Software is different because we don't build 1000 almost-identical bridges with low complexity. We always build something new and bespoke, with extremely high complexity compared to any kind of building or infrastructure. Reproduction is automatic, so there will never be routine. Totally different kind of job, where a licensed professional will not help at all.

I hate to be dismissive, but tired old meme is tired.

With what I do I work with a lot of larger companies and get to see the crap they push out with no architectural design and no initial security posture. I see apps with thousands of packages, including things like typosquats. I see the quality of the security teams which are contractors following checklists with no idea what they mean.

Saying that actual professions would make no difference sounds insane to me. Again, to me, it sounds like every other industry in saying 'self regulation is fine, we're special, we'll manage ourselves".

No. Licensed professionals are the engineering checklist people. "Not my fault, wasn't on the checklist, I've used the official approved one".

Licensed professionals checked a dam built by licensed professionals. Dam broke, killed people. Everyone claims to be innocent and the other party didn't read the right reports or didn't report the right problems: https://www.ecchr.eu/fileadmin/Fallbeschreibungen/Case_Repor... It is all just another method of shifting blame.

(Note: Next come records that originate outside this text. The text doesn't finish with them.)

//! Integration tests for the health check endpoint and general HTTP behaviour.

mod common;

use axum::http::StatusCode;
use common::{body_json, build_test_app, get, post_json};
use serde_json::json;

#[tokio::test]
async fn health_check_returns_ok_with_json() {
    let app = build_test_app().await;
    let response = get(&app.router, "/health").await;

    assert_eq!(response.status(), StatusCode::OK);

    let json = body_json(response).await;
    assert_eq!(json["status"], "ok");
    assert!(json["version"].is_string());
    assert_eq!(json["storage_healthy"], true);
    assert_eq!(json["active_polls"], 0);
}

#[tokio::test]
async fn unknown_route_returns_404() {
    let app = build_test_app().await;
    let response = get(&app.router, "/this-route-does-not-exist").await;

    assert_eq!(response.status(), StatusCode::NOT_FOUND);
}

#[tokio::test]
async fn response_contains_x_request_id_header() {
    let app = build_test_app().await;
    let response = get(&app.router, "/health").await;

    let request_id = response
        .headers()
        .get("x-request-id")
        .expect("Response must contain an x-request-id header");
    assert_eq!(request_id.to_str().unwrap().len(), 36);
}

#[tokio::test]
async fn diagnostics_reports_projects_and_tasks() {
    let app = build_test_app().await;
    post_json(&app.router, "/api/v1/projects", json!({"name": "One"})).await;
    post_json(&app.router, "/api/v1/jimeng/tasks", json!({"prompt": "#slow"})).await;

    let response = get(&app.router, "/api/v1/system/diagnostics").await;
    assert_eq!(response.status(), StatusCode::OK);

    let json = body_json(response).await;
    assert_eq!(json["data"]["projects"]["projectCount"], 1);
    assert_eq!(json["data"]["tasks"]["total"], 1);
    assert_eq!(json["data"]["tasks"]["active"], 1);
    assert_eq!(json["data"]["tasks"]["polling"], 1);
    assert_eq!(json["data"]["phase"], "P0");
    assert_eq!(
        json["data"]["logDir"],
        app.config.log_dir.display().to_string()
    );

    app.registry.shutdown().await;
}

#[tokio::test]
async fn backup_zips_every_project() {
    let app = build_test_app().await;
    let created = body_json(
        post_json(&app.router, "/api/v1/projects", json!({"name": "Archived"})).await,
    )
    .await;
    let project_id = created["data"]["manifest"]["id"].as_str().unwrap().to_string();

    let response = post_json(&app.router, "/api/v1/system/backup", json!({})).await;
    assert_eq!(response.status(), StatusCode::OK);

    let json = body_json(response).await;
    assert_eq!(json["data"]["status"], "succeeded");
    let path = std::path::PathBuf::from(json["data"]["path"].as_str().unwrap());
    assert!(path.starts_with(&app.config.backups_dir));
    assert!(path.to_string_lossy().ends_with("-projects.zip"));

    let archive = zip::ZipArchive::new(std::fs::File::open(&path).unwrap()).unwrap();
    let names: Vec<&str> = archive.file_names().collect();
    assert!(names.contains(&format!("{project_id}/manifest.json").as_str()));
}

What really helps more than prescriptive regulation is liability. As soon as there is a strict liability for software companies, things will get better. What could also help is mandatory insurance for software producers. Then the insurance companies will either charge them big bucks or demand proof of safety and security.

> We always build something new and bespoke, with extremely high complexity compared to any kind of building or infrastructure.

Maybe this is part of the problem?

The world of software development is just different. Copying software is a solved problem, it is easy, cheap and totally normal. Whenever you start your software it is going to be copied around a few times. So the trivial "same bridge as last time, just over the next river" doesn't really exist in software. The software world has that situation solved, you get your software plus the (if so inclined) recommended OS and hardware to run it on, install it and you are fine. You can do it 1000 times over and verify that things are the same. You can even do it automatically. You can do it 1000 times over on different hardware, just rerun the test suite if you are paranoid, done. This is the level of triviality that is solved by licensed engineers when doing bridges.

Now in a few years, when maybe 3D-printing for buildings takes off, all that "fun" that is now bespoke software development will also arrive in architecture. THEN things will really be ugly ;)

Didn't say that. But I can't blame the ones publicising the bugs we put in there.